• EXERCISE DIRECTIONS:
Of the entries below, copy only those lines that contain the word "derive".

━━━━━━

use std::collections::HashMap;
use std::fs::File;
use std::path::Path;
use std::sync::Arc;

use indexmap::IndexMap;
use serde::{Deserialize, Serialize};
use thiserror::Error;

use crate::value::{Value, ValueKind};

#[derive(Error, Debug, Clone, PartialEq, Eq)]
pub enum AbiError {
    #[error("Method '{}' not declared on contract '{}'", method, contract)]
    MethodNotFound { contract: String, method: String },
    #[error("Method '{}' expects {} argument(s), got {}", method, expected, got)]
    ArityMismatch {
        method: String,
        expected: usize,
        got: usize,
    },
    #[error("Method '{}' argument {}: expected {}, got {}", method, index, expected, got)]
    ArgumentKind {
        method: String,
        index: usize,
        expected: ValueKind,
        got: ValueKind,
    },
    #[error("Method '{}' mutates state and requires a transaction", _0)]
    RequiresTransaction(String),
    #[error("Method '{}' is read-only", _0)]
    ReadOnly(String),
    #[error("No ABI registered under '{}'", _0)]
    UnknownAbi(String),
}

#[derive(Debug, Clone, Copy, PartialEq, Eq, Serialize, Deserialize)]
#[serde(rename_all = "lowercase")]
pub enum Mutability {
    View,
    Mutating,
}

/// One typed method signature of a contract interface.
#[derive(Debug, Clone, Serialize, Deserialize)]
pub struct MethodDecl {
    pub name: String,
    pub params: Vec<ValueKind>,
    #[serde(default)]
    pub returns: Option<ValueKind>,
    pub mutability: Mutability,
}

impl MethodDecl {
    /// Validate argument shape before anything reaches the execution layer.
    pub fn check_args(&self, args: &[Value]) -> Result<(), AbiError> {
        if args.len() != self.params.len() {
            return Err(AbiError::ArityMismatch {
                method: self.name.clone(),
                expected: self.params.len(),
                got: args.len(),
            });
        }
        for (index, (param, arg)) in self.params.iter().zip(args).enumerate() {
            if *param != arg.kind() {
                return Err(AbiError::ArgumentKind {
                    method: self.name.clone(),
                    index,
                    expected: param.clone(),
                    got: arg.kind(),
                });
            }
        }
        Ok(())
    }

    pub fn ensure_view(&self) -> Result<(), AbiError> {
        match self.mutability {
            Mutability::View => Ok(()),
            Mutability::Mutating => Err(AbiError::RequiresTransaction(self.name.clone())),
        }
    }

    pub fn ensure_mutating(&self) -> Result<(), AbiError> {
        match self.mutability {
            Mutability::Mutating => Ok(()),
            Mutability::View => Err(AbiError::ReadOnly(self.name.clone())),
        }
    }
}

/// A contract's callable surface: the union of the named method
/// interfaces it implements. Interfaces compose; there is no
/// inheritance hierarchy.
#[derive(Debug, Clone, Serialize, Deserialize)]
pub struct ContractAbi {
    name: String,
    methods: IndexMap<String, MethodDecl>,
}

impl ContractAbi {
    pub fn new(name: &str, methods: Vec<MethodDecl>) -> Self {
        Self {
            name: name.to_owned(),
            methods: methods
                .into_iter()
                .map(|decl| (decl.name.clone(), decl))
                .collect(),
        }
    }

    /// Union of several interfaces under a new name. Later interfaces
    /// win on method-name collisions.
    pub fn compose(name: &str, interfaces: &[&ContractAbi]) -> Self {
        let mut methods = IndexMap::new();
        for interface in interfaces {
            for (method_name, decl) in &interface.methods {
                methods.insert(method_name.clone(), decl.clone());
            }
        }
        Self {
            name: name.to_owned(),
            methods,
        }
    }

    pub fn get_name(&self) -> &String {
        &self.name
    }

    pub fn method(&self, method: &str) -> Result<&MethodDecl, AbiError> {
        self.methods.get(method).ok_or_else(|| AbiError::MethodNotFound {
            contract: self.name.clone(),
            method: method.to_owned(),
        })
    }
}

/// Name-addressed ABI lookup, resolving the registry's abi references.
#[derive(Default)]
pub struct AbiRegistry {
    abis: HashMap<String, Arc<ContractAbi>>,
}

impl AbiRegistry {
    pub fn new() -> Self {
        Self::default()
    }

    pub fn insert(&mut self, abi: ContractAbi) {
        self.abis.insert(abi.get_name().clone(), Arc::new(abi));
    }

    pub fn get(&self, name: &str) -> Result<Arc<ContractAbi>, AbiError> {
        self.abis
            .get(name)
            .cloned()
            .ok_or_else(|| AbiError::UnknownAbi(name.to_owned()))
    }

    /// Load declarations from a JSON file holding an array of contract ABIs.
    pub fn load_from_file(path: &Path) -> Result<Self, anyhow::Error> {
        let file = File::open(path)?;
        let abis: Vec<ContractAbi> = serde_json::from_reader(file)?;
        let mut registry = Self::new();
        for abi in abis {
            registry.insert(abi);
        }
        Ok(registry)
    }
}

#[cfg(test)]
mod tests {
    use super::*;
    use primitive_types::U256;

    fn transfer() -> MethodDecl {
        MethodDecl {
            name: "transfer".to_owned(),
            params: vec![ValueKind::Address, ValueKind::Number],
            returns: Some(ValueKind::Bool),
            mutability: Mutability::Mutating,
        }
    }

    fn balance_of() -> MethodDecl {
        MethodDecl {
            name: "balanceOf".to_owned(),
            params: vec![ValueKind::Address],
            returns: Some(ValueKind::Number),
            mutability: Mutability::View,
        }
    }

    #[test]
    fn test_check_args() {
        let decl = transfer();
        let to = Value::Address(crate::value::Address::from_low_u64_be(7));
        assert!(decl.check_args(&[to.clone(), Value::Number(U256::from(5u64))]).is_ok());

        assert!(matches!(
            decl.check_args(&[to.clone()]),
            Err(AbiError::ArityMismatch { expected: 2, got: 1, .. })
        ));
        assert!(matches!(
            decl.check_args(&[to, Value::String("5".to_owned())]),
            Err(AbiError::ArgumentKind { index: 1, .. })
        ));
    }

    #[test]
    fn test_mutability_checks() {
        assert!(transfer().ensure_mutating().is_ok());
        assert!(matches!(transfer().ensure_view(), Err(AbiError::RequiresTransaction(_))));
        assert!(balance_of().ensure_view().is_ok());
        assert!(matches!(balance_of().ensure_mutating(), Err(AbiError::ReadOnly(_))));
    }

    #[test]
    fn test_compose_unions_interfaces() {
        let erc20 = ContractAbi::new("ERC20", vec![transfer(), balance_of()]);
        let pausable = ContractAbi::new(
            "Pausable",
            vec![MethodDecl {
                name: "pause".to_owned(),
                params: vec![],
                returns: None,
                mutability: Mutability::Mutating,
            }],
        );
        let vault = ContractAbi::compose("BRNVault", &[&erc20, &pausable]);
        assert!(vault.method("transfer").is_ok());
        assert!(vault.method("pause").is_ok());
        assert!(matches!(
            vault.method("mint"),
            Err(AbiError::MethodNotFound { .. })
        ));
    }

    #[test]
    fn test_registry_lookup() {
        let mut registry = AbiRegistry::new();
        registry.insert(ContractAbi::new("ERC20", vec![transfer()]));
        assert!(registry.get("ERC20").is_ok());
        assert!(matches!(registry.get("Nope"), Err(AbiError::UnknownAbi(_))));
    }
}
use fern::colors::{Color, ColoredLevelConfig};
use log::LevelFilter;

/// Configure fern with colored levels and millisecond timestamps.
pub fn init(level: LevelFilter) -> Result<(), fern::InitError> {
    let colors = ColoredLevelConfig::new()
        .error(Color::Red)
        .warn(Color::Yellow)
        .info(Color::Green)
        .debug(Color::Cyan)
        .trace(Color::BrightBlack);

    fern::Dispatch::new()
        .format(move |out, message, record| {
            out.finish(format_args!(
                "{} [{}] [{}] {}",
                chrono::Local::now().format("%Y-%m-%d %H:%M:%S%.3f"),
                colors.color(record.level()),
                record.target(),
                message
            ))
        })
        .level(level)
        // reqwest internals are chatty at debug level
        .level_for("reqwest", LevelFilter::Warn)
        .level_for("hyper", LevelFilter::Warn)
        .chain(std::io::stdout())
        .apply()?;
    Ok(())
}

━━━━━━

• SOLUTION TO THIS TASK:
#[derive(Error, Debug, Clone, PartialEq, Eq)]
#[derive(Debug, Clone, Copy, PartialEq, Eq, Serialize, Deserialize)]
#[derive(Debug, Clone, Serialize, Deserialize)]
#[derive(Debug, Clone, Serialize, Deserialize)]
#[derive(Default)]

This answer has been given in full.